Routine vitamin K injections for newborns have been the standard of care and recommended by the American Academy of Pediatrics since 1961. Vitamin K administration at birth prevents a rare but life-threatening disease called vitamin K deficiency bleeding (VKDB), which was previously referred to as hemorrhagic disease of the newborn.
When babies are born, they have lower levels of vitamin K and are at increased risk for spontaneous bleeding. If this bleeding occurs during the first week of life, it is called early vitamin K deficiency bleeding and most commonly presents with bleeding from the skin, gastrointestinal tract or surgical sites (e.g. circumcision). Late bleeding occurs in babies between 2 and 12 weeks of age and causes a spontaneous brain hemorrhage in 50 percent of the cases.
Early bleeding occurs in about one out of 100 infants who do not receive vitamin K supplementation. The incidence of late bleeding is four to seven per 100,000 live births. Intestinal malabsorption and exclusive breastfeeding are both associated with an increased risk of late bleeding. A single dose of intramuscular vitamin K given at birth is virtually 100 percent effective for preventing both early and late vitamin K deficiency bleeding. Oral vitamin K is less effective.

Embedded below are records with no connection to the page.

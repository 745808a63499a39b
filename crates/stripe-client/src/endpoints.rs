//! One request builder per Stripe endpoint.
//!
//! These functions are pure: they only assemble a path, a method and form
//! parameters into a [`Request`]. Authentication and I/O happen in the
//! [`Executor`](crate::Executor).

use stripe_core::{
    Coupon, CouponId, Customer, CustomerId, EmailAddress, Invoice, InvoiceId, ListEnvelope, Plan,
    PlanId, Subscription, SubscriptionId, TokenId, Vat, EXTRA_INVOICE_INFO_KEY,
};

use percent_encoding::{utf8_percent_encode, AsciiSet, NON_ALPHANUMERIC};

use crate::form::{Param, Params};
use crate::request::{Method, Request};

/// Upper bound Stripe accepts for `limit` on list endpoints.
pub const MAX_PAGE_SIZE: u32 = 100;

/// Unreserved characters (RFC 3986) stay literal in a path segment.
const PATH_SEGMENT: &AsciiSet = &NON_ALPHANUMERIC
    .remove(b'-')
    .remove(b'_')
    .remove(b'.')
    .remove(b'~');

/// Escape an id for use as one path segment.
fn segment(id: &str) -> String {
    utf8_percent_encode(id, PATH_SEGMENT).to_string()
}

/// Escape an id for use as a query string value.
fn query_value(id: &str) -> String {
    url::form_urlencoded::byte_serialize(id.as_bytes()).collect()
}

/// Cancel a subscription at the end of its current period.
#[must_use]
pub fn cancel_subscription(id: &SubscriptionId) -> Request<Subscription> {
    Request::new(
        format!("subscriptions/{}?expand[]=customer", segment(id.as_str())),
        Method::Delete(Params::new().with("at_period_end", true)),
    )
}

/// Create a customer with the card behind `token` as its source.
#[must_use]
pub fn create_customer(
    token: &TokenId,
    description: Option<&str>,
    email: Option<&EmailAddress>,
    vat_number: Option<&Vat>,
) -> Request<Customer> {
    Request::new(
        "customers",
        Method::Post(
            Params::new()
                .with("business_vat_id", vat_number.map(Vat::as_str))
                .with("description", description)
                .with("email", email.map(EmailAddress::as_str))
                .with("source", token.as_str()),
        ),
    )
}

/// Subscribe `customer` to `plan` with `quantity` seats.
#[must_use]
pub fn create_subscription(
    customer: &CustomerId,
    plan: &PlanId,
    quantity: u32,
    coupon: Option<&CouponId>,
) -> Request<Subscription> {
    let item = Params::new()
        .with("plan", plan.as_str())
        .with("quantity", quantity);

    Request::new(
        "subscriptions?expand[]=customer",
        Method::Post(
            Params::new()
                .with("customer", customer.as_str())
                .with("items", vec![Param::from(item)])
                .with("coupon", coupon.map(CouponId::as_str)),
        ),
    )
}

/// Fetch a coupon.
#[must_use]
pub fn fetch_coupon(id: &CouponId) -> Request<Coupon> {
    Request::get(format!("coupons/{}", segment(id.as_str())))
}

/// Fetch a customer.
#[must_use]
pub fn fetch_customer(id: &CustomerId) -> Request<Customer> {
    Request::get(format!("customers/{}", segment(id.as_str())))
}

/// Fetch an invoice with its charge expanded.
#[must_use]
pub fn fetch_invoice(id: &InvoiceId) -> Request<Invoice> {
    Request::get(format!("invoices/{}?expand[]=charge", segment(id.as_str())))
}

/// Fetch up to [`MAX_PAGE_SIZE`] of a customer's invoices, charges expanded.
#[must_use]
pub fn fetch_invoices(customer: &CustomerId) -> Request<ListEnvelope<Invoice>> {
    Request::get(format!(
        "invoices?customer={}&expand[]=data.charge&limit={MAX_PAGE_SIZE}",
        query_value(customer.as_str())
    ))
}

/// Fetch all plans.
#[must_use]
pub fn fetch_plans() -> Request<ListEnvelope<Plan>> {
    Request::get("plans")
}

/// Fetch a plan.
#[must_use]
pub fn fetch_plan(id: &PlanId) -> Request<Plan> {
    Request::get(format!("plans/{}", segment(id.as_str())))
}

/// Fetch a subscription with its customer expanded.
#[must_use]
pub fn fetch_subscription(id: &SubscriptionId) -> Request<Subscription> {
    Request::get(format!("subscriptions/{}?expand[]=customer", segment(id.as_str())))
}

/// Preview the customer's next invoice.
#[must_use]
pub fn fetch_upcoming_invoice(customer: &CustomerId) -> Request<Invoice> {
    Request::get(format!(
        "invoices/upcoming?customer={}&expand[]=charge",
        query_value(customer.as_str())
    ))
}

/// Invoice the customer now for any pending items.
#[must_use]
pub fn invoice_customer(customer: &CustomerId) -> Request<Invoice> {
    Request::new(
        "invoices",
        Method::Post(Params::new().with("customer", customer.as_str())),
    )
}

/// Replace the customer's payment source with the card behind `token`.
#[must_use]
pub fn update_customer(id: &CustomerId, token: &TokenId) -> Request<Customer> {
    Request::new(
        format!("customers/{}", segment(id.as_str())),
        Method::Post(Params::new().with("source", token.as_str())),
    )
}

/// Store text to print on the customer's invoices.
#[must_use]
pub fn update_customer_extra_invoice_info(
    id: &CustomerId,
    extra_invoice_info: &str,
) -> Request<Customer> {
    Request::new(
        format!("customers/{}", segment(id.as_str())),
        Method::Post(Params::new().with(
            "metadata",
            Params::new().with(EXTRA_INVOICE_INFO_KEY, extra_invoice_info),
        )),
    )
}

/// Move a subscription's first item to `plan` with `quantity` seats.
///
/// Any coupon on the subscription is cleared. Returns `None` when the
/// subscription has no items, in which case there is nothing to update.
#[must_use]
pub fn update_subscription(
    current: &Subscription,
    plan: &PlanId,
    quantity: u32,
    prorate: Option<bool>,
) -> Option<Request<Subscription>> {
    let item = current.items.first()?;

    let item = Params::new()
        .with("id", item.id.as_str())
        .with("plan", plan.as_str())
        .with("quantity", quantity);

    Some(Request::new(
        format!(
            "subscriptions/{}?expand[]=customer",
            segment(current.id.as_str())
        ),
        Method::Post(
            Params::new()
                .with("coupon", "")
                .with("items", vec![Param::from(item)])
                .with("prorate", prorate),
        ),
    ))
}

Controversy over vitamin K administration at birth arose in the 1990s when a study from Great Britain suggested a link between childhood leukemia and intramuscular vitamin K given at birth. Numerous studies since have failed to show any correlation between the two. In 2000, an extensive medical review demonstrated no evidence of a link between vitamin K injection at birth and cancer in childhood.
The American Academy of Pediatrics released a policy statement in 2003 stressing the importance of vitamin K injection at birth – particularly in exclusively breastfed infants.